**What is required**
Filter this material down to the lines that hold "InsufficientCoverage", copying each one.
Listed records section start
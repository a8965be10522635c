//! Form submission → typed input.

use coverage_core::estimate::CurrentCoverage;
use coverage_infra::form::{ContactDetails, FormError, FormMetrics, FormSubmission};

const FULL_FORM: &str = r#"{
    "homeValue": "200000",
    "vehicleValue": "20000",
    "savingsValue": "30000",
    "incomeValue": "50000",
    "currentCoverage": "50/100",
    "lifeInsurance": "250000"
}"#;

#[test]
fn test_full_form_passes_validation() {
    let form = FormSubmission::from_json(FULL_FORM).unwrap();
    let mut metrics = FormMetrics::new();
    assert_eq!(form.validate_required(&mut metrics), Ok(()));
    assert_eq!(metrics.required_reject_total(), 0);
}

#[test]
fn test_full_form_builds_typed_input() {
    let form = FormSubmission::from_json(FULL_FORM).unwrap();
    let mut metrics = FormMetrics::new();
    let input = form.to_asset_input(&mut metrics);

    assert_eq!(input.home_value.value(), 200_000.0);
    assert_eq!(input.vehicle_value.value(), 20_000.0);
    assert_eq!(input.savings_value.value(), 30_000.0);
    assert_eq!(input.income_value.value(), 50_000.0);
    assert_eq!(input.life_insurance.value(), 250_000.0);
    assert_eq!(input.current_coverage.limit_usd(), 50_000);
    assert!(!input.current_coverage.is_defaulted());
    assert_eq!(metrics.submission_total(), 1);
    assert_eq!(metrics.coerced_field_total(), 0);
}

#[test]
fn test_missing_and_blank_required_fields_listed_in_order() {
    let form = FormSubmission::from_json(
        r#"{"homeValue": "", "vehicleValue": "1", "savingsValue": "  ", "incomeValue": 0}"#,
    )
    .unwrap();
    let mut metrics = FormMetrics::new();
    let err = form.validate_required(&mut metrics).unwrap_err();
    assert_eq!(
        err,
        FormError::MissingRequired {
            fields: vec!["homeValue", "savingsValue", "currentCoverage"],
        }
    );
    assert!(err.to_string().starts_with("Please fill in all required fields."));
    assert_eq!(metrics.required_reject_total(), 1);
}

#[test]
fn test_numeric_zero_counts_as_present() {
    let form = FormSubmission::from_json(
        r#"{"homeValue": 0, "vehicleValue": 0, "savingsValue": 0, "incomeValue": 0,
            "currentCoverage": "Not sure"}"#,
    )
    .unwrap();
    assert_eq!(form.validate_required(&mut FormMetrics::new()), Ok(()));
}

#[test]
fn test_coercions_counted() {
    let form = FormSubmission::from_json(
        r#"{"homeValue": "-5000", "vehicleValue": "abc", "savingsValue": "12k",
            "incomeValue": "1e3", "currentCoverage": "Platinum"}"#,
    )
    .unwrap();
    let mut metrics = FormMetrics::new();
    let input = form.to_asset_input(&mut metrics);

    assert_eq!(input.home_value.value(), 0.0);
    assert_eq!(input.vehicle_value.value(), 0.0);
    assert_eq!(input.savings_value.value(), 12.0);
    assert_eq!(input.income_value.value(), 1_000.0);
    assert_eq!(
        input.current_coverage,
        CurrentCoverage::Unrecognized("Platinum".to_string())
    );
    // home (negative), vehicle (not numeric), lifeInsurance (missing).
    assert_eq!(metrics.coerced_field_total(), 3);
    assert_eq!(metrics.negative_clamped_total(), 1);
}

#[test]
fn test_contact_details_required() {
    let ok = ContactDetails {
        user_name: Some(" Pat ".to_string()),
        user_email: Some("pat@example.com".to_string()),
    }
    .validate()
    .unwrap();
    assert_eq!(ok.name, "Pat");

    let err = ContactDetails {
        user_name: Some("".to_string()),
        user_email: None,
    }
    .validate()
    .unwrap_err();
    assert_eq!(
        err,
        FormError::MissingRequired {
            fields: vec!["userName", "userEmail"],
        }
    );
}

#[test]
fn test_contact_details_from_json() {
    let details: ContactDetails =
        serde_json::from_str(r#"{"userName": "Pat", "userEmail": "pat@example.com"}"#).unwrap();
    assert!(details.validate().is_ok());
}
Listed records section end
Listed records section start
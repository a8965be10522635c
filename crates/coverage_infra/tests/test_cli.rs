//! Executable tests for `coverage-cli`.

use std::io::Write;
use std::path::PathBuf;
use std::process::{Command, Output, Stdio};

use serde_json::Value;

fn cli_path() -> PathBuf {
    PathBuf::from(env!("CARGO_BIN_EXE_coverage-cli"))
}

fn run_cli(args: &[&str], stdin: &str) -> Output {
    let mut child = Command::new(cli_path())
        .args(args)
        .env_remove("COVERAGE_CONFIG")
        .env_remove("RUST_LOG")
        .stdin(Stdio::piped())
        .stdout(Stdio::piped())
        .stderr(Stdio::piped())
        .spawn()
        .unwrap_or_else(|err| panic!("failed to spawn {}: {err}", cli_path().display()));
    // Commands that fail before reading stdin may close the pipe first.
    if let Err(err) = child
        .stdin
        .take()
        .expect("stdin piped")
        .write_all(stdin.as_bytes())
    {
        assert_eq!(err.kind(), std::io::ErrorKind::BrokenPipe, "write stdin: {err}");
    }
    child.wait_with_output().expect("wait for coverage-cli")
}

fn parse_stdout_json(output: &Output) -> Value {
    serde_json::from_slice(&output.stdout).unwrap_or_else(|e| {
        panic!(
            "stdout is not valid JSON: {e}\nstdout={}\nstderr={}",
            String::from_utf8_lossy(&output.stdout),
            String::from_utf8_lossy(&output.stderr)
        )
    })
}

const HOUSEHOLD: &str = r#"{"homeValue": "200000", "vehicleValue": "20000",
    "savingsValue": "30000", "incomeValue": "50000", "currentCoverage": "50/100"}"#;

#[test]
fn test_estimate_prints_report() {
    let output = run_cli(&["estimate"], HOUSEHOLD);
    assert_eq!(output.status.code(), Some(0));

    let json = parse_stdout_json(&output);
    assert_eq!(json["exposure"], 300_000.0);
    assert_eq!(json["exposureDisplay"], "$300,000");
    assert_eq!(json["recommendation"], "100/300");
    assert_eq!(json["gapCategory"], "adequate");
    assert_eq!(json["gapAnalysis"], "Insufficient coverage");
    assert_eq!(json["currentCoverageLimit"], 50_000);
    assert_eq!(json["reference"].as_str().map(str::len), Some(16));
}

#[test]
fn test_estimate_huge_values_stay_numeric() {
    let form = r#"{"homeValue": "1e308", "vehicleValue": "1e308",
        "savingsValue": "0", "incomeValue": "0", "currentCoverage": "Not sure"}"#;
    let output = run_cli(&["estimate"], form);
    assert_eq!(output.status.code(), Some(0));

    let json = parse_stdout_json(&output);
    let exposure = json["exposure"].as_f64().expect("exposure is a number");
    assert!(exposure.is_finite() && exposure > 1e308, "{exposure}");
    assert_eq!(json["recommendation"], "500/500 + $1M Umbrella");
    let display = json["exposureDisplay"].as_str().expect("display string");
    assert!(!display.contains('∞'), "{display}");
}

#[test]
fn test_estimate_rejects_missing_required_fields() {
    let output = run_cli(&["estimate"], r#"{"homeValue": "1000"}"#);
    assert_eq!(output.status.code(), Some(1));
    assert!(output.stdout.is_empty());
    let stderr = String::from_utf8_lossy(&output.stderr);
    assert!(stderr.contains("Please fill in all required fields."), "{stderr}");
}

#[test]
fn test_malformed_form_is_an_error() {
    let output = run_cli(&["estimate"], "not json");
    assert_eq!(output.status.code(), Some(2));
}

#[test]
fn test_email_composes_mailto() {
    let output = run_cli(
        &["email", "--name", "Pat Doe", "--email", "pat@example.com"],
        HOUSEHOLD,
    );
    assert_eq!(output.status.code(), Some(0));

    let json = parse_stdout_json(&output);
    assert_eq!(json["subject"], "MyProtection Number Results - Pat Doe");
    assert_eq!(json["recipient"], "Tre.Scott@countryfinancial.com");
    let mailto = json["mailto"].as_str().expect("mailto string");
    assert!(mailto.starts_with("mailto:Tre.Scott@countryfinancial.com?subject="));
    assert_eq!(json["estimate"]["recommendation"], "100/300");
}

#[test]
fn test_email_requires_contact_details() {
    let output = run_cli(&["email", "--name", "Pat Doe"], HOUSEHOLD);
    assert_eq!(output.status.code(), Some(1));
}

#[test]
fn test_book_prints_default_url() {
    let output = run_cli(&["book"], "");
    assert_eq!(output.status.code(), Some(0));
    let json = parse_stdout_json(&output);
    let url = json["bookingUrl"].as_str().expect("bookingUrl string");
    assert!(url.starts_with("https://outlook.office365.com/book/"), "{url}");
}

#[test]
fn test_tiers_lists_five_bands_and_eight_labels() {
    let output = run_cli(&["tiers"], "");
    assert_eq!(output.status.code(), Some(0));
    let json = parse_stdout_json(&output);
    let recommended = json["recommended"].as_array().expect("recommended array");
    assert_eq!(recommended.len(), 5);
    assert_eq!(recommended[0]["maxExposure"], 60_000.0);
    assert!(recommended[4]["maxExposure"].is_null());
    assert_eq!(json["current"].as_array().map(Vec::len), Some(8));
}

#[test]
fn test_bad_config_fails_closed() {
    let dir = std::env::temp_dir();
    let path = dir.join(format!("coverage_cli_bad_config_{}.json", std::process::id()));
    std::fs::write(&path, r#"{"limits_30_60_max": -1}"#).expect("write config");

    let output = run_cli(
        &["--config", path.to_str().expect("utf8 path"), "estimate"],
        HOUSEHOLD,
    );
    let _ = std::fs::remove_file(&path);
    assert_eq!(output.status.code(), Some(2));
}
Listed records section end
Listed records section start
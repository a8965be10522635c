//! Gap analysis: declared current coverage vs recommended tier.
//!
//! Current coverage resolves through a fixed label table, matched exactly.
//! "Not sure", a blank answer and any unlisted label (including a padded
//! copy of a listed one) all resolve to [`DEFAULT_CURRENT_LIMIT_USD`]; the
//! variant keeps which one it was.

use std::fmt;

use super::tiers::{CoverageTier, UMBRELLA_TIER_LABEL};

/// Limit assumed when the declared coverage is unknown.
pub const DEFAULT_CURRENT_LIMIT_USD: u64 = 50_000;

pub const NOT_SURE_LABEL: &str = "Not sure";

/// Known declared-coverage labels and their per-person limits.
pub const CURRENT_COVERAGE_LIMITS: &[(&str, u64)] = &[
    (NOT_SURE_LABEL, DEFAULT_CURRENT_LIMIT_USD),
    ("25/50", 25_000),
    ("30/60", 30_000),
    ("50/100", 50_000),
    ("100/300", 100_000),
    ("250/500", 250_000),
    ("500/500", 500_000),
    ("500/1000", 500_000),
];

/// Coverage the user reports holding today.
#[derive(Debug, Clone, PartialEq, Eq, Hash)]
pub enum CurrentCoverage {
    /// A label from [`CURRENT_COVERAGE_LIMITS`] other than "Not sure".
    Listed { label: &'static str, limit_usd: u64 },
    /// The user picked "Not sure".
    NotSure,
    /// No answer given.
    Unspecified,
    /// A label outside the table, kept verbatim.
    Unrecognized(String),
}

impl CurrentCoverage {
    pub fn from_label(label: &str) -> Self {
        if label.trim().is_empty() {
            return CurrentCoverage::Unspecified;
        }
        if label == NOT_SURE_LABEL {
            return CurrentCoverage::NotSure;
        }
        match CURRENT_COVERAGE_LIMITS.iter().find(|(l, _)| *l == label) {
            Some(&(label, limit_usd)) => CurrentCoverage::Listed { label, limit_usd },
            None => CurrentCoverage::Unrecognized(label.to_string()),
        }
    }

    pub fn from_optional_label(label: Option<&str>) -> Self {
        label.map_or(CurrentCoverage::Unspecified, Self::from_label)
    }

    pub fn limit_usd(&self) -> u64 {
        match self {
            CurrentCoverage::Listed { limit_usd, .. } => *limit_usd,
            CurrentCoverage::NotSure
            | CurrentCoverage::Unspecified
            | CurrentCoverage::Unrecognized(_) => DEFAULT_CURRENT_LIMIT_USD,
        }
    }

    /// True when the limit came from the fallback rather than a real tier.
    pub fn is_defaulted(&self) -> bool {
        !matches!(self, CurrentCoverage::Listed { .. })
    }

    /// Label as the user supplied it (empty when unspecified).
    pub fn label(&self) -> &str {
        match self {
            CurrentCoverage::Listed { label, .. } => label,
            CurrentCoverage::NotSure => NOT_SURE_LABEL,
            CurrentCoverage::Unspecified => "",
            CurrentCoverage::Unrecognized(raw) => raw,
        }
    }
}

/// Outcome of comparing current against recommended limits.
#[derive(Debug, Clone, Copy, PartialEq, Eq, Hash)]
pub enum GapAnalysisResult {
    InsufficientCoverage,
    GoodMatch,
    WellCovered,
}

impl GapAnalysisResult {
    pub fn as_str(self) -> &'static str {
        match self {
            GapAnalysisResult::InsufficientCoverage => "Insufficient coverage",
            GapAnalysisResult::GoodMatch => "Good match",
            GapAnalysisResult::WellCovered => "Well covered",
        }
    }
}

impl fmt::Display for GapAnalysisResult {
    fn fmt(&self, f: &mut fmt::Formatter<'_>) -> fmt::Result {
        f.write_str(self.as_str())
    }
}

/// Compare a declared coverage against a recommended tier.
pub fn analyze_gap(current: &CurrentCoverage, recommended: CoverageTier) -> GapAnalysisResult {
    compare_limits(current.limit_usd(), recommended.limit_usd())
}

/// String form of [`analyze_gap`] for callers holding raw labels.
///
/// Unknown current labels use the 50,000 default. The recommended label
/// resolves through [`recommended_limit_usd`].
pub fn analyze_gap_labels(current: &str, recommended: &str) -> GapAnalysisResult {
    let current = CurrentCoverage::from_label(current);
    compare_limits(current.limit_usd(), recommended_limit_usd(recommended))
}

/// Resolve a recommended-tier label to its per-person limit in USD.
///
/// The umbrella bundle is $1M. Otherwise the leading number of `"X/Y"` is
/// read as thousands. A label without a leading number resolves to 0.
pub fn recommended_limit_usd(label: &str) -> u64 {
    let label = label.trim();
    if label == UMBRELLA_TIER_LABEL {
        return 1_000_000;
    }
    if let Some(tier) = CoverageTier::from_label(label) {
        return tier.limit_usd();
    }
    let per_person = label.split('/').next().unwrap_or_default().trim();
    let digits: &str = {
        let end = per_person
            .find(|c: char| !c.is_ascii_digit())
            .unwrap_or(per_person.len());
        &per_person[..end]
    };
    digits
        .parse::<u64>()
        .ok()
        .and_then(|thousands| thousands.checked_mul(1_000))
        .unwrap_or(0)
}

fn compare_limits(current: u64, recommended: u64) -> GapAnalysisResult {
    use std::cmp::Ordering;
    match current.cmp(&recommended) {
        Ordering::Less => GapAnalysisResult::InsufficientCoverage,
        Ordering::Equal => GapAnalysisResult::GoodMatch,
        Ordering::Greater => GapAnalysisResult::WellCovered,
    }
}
Listed records section end
**Response for this exercise**
    InsufficientCoverage,
            GapAnalysisResult::InsufficientCoverage => "Insufficient coverage",
        Ordering::Less => GapAnalysisResult::InsufficientCoverage,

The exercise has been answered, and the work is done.